All lines below containing the string "Technology" are to be copied.
>>>
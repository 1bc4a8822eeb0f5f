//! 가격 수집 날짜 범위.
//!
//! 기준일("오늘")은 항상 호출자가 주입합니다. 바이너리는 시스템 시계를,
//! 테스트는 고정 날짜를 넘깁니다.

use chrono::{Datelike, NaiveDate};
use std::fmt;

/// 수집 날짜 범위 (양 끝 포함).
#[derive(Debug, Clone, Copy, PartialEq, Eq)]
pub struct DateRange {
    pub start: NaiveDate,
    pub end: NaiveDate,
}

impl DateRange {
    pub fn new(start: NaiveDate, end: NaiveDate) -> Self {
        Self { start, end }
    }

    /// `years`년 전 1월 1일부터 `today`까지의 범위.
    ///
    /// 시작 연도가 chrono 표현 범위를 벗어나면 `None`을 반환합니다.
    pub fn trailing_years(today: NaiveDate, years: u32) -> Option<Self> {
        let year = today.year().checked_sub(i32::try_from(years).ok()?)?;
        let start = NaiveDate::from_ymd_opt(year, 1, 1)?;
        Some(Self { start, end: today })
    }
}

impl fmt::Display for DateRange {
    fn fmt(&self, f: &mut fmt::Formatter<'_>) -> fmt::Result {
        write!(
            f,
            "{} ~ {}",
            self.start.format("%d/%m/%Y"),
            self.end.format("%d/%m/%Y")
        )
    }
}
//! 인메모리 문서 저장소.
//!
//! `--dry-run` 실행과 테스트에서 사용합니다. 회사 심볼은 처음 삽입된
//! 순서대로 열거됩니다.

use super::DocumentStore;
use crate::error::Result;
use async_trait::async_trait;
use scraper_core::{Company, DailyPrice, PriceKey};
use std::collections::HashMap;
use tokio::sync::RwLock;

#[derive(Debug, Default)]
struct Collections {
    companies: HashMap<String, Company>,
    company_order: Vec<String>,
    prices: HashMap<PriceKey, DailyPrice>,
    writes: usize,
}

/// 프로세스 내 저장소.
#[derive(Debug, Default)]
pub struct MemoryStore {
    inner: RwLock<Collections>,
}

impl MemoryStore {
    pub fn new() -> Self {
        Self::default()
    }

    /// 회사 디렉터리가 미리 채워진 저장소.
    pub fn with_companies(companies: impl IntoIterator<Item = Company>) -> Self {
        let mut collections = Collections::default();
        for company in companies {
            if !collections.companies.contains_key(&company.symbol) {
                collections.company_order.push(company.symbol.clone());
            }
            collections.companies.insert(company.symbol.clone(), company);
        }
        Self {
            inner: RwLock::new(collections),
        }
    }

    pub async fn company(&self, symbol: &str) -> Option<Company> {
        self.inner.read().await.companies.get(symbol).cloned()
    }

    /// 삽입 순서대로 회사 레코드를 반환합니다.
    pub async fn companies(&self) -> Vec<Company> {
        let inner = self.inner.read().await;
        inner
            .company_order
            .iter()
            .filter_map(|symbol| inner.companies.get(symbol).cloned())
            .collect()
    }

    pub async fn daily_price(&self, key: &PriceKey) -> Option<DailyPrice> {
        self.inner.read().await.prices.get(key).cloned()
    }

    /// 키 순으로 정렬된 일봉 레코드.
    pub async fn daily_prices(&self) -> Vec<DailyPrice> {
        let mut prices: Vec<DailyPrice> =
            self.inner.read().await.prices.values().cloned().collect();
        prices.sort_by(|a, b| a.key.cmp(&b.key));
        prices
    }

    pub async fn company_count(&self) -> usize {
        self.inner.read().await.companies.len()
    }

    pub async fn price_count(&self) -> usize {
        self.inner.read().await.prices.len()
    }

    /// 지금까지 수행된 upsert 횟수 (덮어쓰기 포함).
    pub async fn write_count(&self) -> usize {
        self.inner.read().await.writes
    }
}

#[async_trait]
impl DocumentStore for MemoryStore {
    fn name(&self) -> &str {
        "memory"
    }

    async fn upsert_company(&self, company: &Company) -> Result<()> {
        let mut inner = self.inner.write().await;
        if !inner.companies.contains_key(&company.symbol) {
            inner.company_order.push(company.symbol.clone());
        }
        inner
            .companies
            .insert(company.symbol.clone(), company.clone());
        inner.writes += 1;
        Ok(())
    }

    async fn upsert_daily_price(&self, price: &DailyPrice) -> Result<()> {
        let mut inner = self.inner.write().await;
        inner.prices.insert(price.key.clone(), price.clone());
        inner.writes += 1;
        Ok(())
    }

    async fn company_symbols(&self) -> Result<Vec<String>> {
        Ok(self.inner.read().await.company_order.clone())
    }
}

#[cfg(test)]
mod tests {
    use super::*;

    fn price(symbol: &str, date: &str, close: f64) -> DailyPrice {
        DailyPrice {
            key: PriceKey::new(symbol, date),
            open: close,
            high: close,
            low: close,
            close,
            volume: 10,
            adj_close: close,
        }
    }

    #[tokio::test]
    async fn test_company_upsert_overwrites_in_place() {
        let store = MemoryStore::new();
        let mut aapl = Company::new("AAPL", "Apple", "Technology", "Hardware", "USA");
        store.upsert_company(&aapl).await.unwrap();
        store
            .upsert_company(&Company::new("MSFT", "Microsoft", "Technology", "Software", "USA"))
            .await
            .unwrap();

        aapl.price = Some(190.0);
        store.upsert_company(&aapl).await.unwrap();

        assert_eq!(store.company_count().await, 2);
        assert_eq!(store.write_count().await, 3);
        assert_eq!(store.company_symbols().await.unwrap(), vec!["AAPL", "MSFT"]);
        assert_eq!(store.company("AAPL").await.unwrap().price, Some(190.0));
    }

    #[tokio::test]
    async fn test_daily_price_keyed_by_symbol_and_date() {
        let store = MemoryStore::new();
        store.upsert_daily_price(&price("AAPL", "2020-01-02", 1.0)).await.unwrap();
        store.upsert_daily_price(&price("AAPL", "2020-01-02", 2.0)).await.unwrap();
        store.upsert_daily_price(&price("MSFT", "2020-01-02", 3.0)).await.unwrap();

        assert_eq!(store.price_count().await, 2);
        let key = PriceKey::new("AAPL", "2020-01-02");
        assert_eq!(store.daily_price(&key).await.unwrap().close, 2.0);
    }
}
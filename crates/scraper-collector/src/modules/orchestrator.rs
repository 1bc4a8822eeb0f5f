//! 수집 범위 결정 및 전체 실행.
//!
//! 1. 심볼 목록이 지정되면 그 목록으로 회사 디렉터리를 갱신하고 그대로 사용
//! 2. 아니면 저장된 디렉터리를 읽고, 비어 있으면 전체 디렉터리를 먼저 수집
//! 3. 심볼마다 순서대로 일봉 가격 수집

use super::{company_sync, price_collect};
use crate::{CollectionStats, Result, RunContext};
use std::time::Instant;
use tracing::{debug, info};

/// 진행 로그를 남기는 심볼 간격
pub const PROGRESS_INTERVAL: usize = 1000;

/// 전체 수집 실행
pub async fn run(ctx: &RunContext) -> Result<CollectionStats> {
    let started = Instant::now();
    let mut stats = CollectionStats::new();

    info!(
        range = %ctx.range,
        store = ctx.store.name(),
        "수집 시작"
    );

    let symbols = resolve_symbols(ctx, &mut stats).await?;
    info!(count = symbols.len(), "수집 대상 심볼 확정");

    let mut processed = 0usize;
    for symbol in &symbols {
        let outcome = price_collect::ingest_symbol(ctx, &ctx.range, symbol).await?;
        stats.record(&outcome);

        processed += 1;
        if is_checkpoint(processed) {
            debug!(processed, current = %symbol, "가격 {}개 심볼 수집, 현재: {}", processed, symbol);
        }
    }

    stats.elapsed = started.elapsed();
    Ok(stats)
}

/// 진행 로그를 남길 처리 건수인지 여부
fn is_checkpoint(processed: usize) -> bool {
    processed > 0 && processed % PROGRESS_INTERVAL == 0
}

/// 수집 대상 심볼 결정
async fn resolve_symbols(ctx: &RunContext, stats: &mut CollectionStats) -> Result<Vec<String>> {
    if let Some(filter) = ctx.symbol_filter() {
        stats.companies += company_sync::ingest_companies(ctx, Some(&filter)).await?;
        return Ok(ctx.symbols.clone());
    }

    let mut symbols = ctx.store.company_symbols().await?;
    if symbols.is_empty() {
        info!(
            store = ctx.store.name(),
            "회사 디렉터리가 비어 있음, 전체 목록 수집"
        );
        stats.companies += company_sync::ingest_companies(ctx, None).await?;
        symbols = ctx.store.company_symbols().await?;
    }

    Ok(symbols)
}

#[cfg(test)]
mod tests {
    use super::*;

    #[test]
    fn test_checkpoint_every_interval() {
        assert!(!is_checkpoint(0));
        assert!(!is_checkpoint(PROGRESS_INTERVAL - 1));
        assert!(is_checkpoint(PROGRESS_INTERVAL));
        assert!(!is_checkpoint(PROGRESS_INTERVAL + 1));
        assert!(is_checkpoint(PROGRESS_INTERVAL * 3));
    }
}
<<<
OUTPUT OF THE TASK:
        let mut aapl = Company::new("AAPL", "Apple", "Technology", "Hardware", "USA");
            .upsert_company(&Company::new("MSFT", "Microsoft", "Technology", "Software", "USA"))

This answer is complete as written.